New windows, a fresh coat of paint for the walls or a luxurious bathroom renovation: you usually need a tradesman for work like this. However, tradesmen do not always complete jobs to the satisfaction of their customers. If defects occur, the frustration is great: Does the tradesman have to make improvements? Can I reduce the invoice or can I simply hire another tradesman? This article summarizes the legal regulations and when it is necessary to consult a lawyer.
The basis: the contract for work
If you are planning to hire a tradesman, you should first have a cost estimate drawn up. This shows what work is to be carried out and how much it will cost.
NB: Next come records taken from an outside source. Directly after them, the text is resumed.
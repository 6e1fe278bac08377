//! Stage implementations, grouped by concern.

pub mod clothing;
pub mod essentials;
pub mod injection;
pub mod resolution;
pub mod sizing;
//! # packwise-generator: Packing-List Generation
//!
//! Turns a trip description into a categorized [`PackingList`] by running a
//! fixed [`Pipeline`] of twelve named stages over the built-in (or a
//! host-supplied) catalog and rule set.
//!
//! ```text
//! TripContext ──resolve──▶ TripProfile ──Pipeline::run──▶ PackingList
//!                  │                                          │
//!                  └──▶ Vec<Diagnostic>                       └──▶ export::to_checklist
//! ```
//!
//! ## Crate Policy
//!
//! - No I/O. Hosts load catalogs and configuration themselves.
//! - No `.unwrap()` outside tests. Broken catalog data is reported when a
//!   [`Generator`] is built, never during generation.

pub mod config;
pub mod context;
pub mod engine;
pub mod export;
pub mod pipeline;
pub mod stages;

pub use config::{GeneratorConfig, PruneStrategy};
pub use context::StageContext;
pub use engine::{Generation, Generator};
pub use export::to_checklist;
pub use packwise_core::PackingList;
pub use pipeline::{Pipeline, Stage, StageFn};
//! # Error Types: Structured Error Hierarchy
//!
//! All errors use `thiserror` for derive-based `Display` and `Error`
//! implementations.
//!
//! ## Design
//!
//! - Malformed trip input is a [`ContextError`] and is raised before any
//!   pipeline stage runs. No partial list is ever produced.
//! - Broken catalog or rule data is a [`CatalogError`]. These are programmer
//!   errors and surface when a generator is constructed.
//! - Unrecognized identifiers are not errors at all; see
//!   [`crate::Diagnostic`].

use thiserror::Error;

/// Convenience alias used across the packwise crates.
pub type PackwiseResult<T> = Result<T, PackwiseError>;

/// Top-level error type for packwise.
#[derive(Error, Debug)]
pub enum PackwiseError {
    /// The trip description was rejected before generation.
    #[error("invalid trip context: {0}")]
    InvalidContext(#[from] ContextError),

    /// Catalog or rule data violates an internal invariant.
    #[error("catalog invariant violated: {0}")]
    Catalog(#[from] CatalogError),

    /// Generator configuration is out of range.
    #[error("invalid configuration: {0}")]
    Config(String),

    /// Serialization/deserialization error.
    #[error("serialization error: {0}")]
    Serialization(#[from] serde_json::Error),
}

/// Reasons a [`crate::TripContext`] is rejected.
#[derive(Error, Debug, Clone, PartialEq)]
pub enum ContextError {
    /// `nights` must be strictly positive.
    #[error("nights must be greater than zero, got {0}")]
    NonPositiveNights(i64),

    /// `nights` does not fit the quantity arithmetic.
    #[error("nights out of range: {0}")]
    NightsOutOfRange(i64),

    /// `tripType` was absent or blank.
    #[error("trip type is required")]
    MissingTripType,

    /// A forecast entry carried an unusable value.
    #[error("weather entry {index} is malformed: {reason}")]
    MalformedWeather {
        /// Position of the entry in the forecast sequence.
        index: usize,
        /// What was wrong with it.
        reason: String,
    },
}

/// Violations of catalog and rule-set invariants.
#[derive(Error, Debug, Clone, PartialEq)]
pub enum CatalogError {
    /// An item quantity rule is internally inconsistent.
    #[error("invalid quantity rule for {section}/{category}/{item}: {reason}")]
    InvalidItemRule {
        /// Catalog section (or rule id for inline items).
        section: String,
        /// Category key.
        category: String,
        /// Item name.
        item: String,
        /// Why the rule was rejected.
        reason: String,
    },

    /// A rule references a catalog category that does not exist.
    #[error("rule {rule_id} references missing catalog category {section}/{category}")]
    UnknownCategory {
        /// The offending rule.
        rule_id: String,
        /// Catalog section named by the rule.
        section: String,
        /// Category key named by the rule.
        category: String,
    },

    /// Two rules were registered under the same id.
    #[error("duplicate rule id: {0}")]
    DuplicateRuleId(String),

    /// A rule injects no items at all.
    #[error("rule {0} injects no items")]
    EmptyRule(String),

    /// A rule is structurally unusable.
    #[error("invalid rule {rule_id}: {reason}")]
    InvalidRule {
        /// The offending rule.
        rule_id: String,
        /// Why the rule was rejected.
        reason: String,
    },
}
If you then place a corresponding order and this is accepted by a tradesperson, a contract for work and services is concluded. Under this contract, the contractor – i.e. the tradesperson – undertakes to carry out the work in accordance with the contract. You, on the other hand, undertake to pay the invoice, provided that all the work has been properly completed. For particularly extensive and expensive projects, it is advisable to have the contract checked by a lawyer before signing it. In this way, you can ensure that the work you require is precisely defined and that the contract does not contain any clauses that are disadvantageous to you. Our contract check offers you a comprehensive contract review – at a fair fixed price including all follow-up questions.
Also interesting in this context: What is the difference between a building contract and a property development contract?
Conclude a contract according to VOB or BGB?
As a private builder, you conclude a contract for work and services with a trade company either in accordance with the German Civil Code (BGB) or the German Construction Contract Procedures (VOB). The difference lies in the respective length of the warranty period. According to VOB, warranty rights expire four years after acceptance, while according to BGB, the period only expires after 5 years.
Warranty according to BGB
- Application: Valid for private construction contracts, unless otherwise agreed
- Advantages: Longer limitation period, effective legal protection
- Disadvantages: Limitation period continues to run during rectification of defects
Warranty according to VOB
- Application: Optional for private clients, mandatory for public clients
- Advantages: Limitation period is 4 years, extension of the limitation period possible
- Disadvantages: If defects only become apparent after the period has expired, they do not have to be rectified by the contractor
Acceptance before the invoice
Once all the work has been completed, acceptance is carried out. As the client, you check whether everything has been carried out in accordance with the contract. Important: According to § 640 BGB, you are obliged to accept the work. It states: “The customer is obliged to accept the work produced in accordance with the contract, unless acceptance is excluded due to the nature of the work.”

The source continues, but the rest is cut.